TASK DESCRIPTION: Copy nothing from the entries below except the lines from the one containing "repository 83737d751d79aa81" through the one containing "Sweepable output metric", and copy those exactly.

DATASET EXTRACT:
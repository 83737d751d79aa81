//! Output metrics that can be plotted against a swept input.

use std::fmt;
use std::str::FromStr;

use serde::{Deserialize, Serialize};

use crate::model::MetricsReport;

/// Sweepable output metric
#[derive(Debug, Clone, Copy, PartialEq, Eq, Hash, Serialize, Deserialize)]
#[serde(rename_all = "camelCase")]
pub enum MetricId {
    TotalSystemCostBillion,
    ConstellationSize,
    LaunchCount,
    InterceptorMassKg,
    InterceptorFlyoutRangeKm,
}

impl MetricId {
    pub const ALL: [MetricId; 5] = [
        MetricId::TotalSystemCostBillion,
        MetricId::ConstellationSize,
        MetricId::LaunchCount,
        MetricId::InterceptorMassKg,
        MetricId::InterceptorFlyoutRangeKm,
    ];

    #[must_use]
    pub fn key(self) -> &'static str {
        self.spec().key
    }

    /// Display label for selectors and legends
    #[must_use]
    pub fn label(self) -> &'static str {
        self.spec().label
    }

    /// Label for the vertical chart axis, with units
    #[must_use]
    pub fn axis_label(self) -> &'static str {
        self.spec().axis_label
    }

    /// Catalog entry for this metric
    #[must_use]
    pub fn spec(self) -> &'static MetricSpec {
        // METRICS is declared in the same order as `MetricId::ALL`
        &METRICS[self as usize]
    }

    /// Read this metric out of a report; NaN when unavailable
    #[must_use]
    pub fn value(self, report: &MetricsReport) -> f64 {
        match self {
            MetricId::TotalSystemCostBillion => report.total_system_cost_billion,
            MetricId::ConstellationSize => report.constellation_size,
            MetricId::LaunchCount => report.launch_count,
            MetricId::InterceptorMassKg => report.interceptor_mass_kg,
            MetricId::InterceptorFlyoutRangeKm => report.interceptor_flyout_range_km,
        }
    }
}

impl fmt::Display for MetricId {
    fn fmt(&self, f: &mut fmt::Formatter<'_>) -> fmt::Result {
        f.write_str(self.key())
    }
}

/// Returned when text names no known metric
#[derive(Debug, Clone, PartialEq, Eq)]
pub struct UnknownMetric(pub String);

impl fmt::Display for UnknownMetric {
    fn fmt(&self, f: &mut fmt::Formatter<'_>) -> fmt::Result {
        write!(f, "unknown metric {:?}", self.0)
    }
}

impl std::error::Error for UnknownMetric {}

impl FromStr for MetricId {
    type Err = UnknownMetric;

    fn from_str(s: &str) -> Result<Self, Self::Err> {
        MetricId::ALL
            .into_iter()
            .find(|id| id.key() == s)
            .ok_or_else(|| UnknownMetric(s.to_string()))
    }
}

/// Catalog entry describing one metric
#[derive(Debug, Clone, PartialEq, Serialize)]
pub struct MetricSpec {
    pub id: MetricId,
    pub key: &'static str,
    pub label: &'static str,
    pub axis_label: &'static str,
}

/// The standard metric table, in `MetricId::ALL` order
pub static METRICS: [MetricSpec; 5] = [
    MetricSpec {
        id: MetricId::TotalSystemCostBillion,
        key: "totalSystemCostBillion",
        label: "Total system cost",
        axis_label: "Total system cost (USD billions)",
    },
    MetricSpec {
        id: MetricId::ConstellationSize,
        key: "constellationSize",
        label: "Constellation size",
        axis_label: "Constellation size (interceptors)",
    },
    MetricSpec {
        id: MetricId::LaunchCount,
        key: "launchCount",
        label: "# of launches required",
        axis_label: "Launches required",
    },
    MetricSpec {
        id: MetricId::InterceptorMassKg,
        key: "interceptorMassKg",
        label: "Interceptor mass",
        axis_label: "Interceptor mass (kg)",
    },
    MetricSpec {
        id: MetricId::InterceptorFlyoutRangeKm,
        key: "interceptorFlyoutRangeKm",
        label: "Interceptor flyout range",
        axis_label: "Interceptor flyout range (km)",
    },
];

==

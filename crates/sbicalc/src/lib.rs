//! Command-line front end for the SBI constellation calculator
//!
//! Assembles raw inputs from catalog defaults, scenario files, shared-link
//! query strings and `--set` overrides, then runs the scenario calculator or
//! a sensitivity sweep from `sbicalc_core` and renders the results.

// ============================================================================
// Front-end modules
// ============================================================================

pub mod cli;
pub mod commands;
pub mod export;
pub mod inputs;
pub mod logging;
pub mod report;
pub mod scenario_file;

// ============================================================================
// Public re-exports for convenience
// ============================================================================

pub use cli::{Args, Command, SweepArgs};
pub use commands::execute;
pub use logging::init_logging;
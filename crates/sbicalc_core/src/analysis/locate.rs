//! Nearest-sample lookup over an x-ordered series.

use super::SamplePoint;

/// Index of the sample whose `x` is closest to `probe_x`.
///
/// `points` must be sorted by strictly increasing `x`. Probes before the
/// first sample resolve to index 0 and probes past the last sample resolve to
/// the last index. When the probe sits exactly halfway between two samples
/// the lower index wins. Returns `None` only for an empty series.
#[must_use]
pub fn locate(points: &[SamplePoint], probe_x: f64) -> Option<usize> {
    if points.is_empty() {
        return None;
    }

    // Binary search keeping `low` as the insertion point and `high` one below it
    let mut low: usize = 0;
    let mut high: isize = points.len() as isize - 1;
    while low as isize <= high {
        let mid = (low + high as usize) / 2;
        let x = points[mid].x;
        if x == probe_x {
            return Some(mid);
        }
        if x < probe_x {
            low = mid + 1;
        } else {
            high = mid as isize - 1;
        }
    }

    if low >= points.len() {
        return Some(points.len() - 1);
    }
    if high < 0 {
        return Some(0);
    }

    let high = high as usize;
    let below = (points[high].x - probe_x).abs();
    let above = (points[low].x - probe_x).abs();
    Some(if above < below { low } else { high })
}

ANSWER BOX:
repository 83737d751d79aa81
//! Output metrics that can be plotted against a swept input.

use std::fmt;
use std::str::FromStr;

use serde::{Deserialize, Serialize};

use crate::model::MetricsReport;

/// Sweepable output metric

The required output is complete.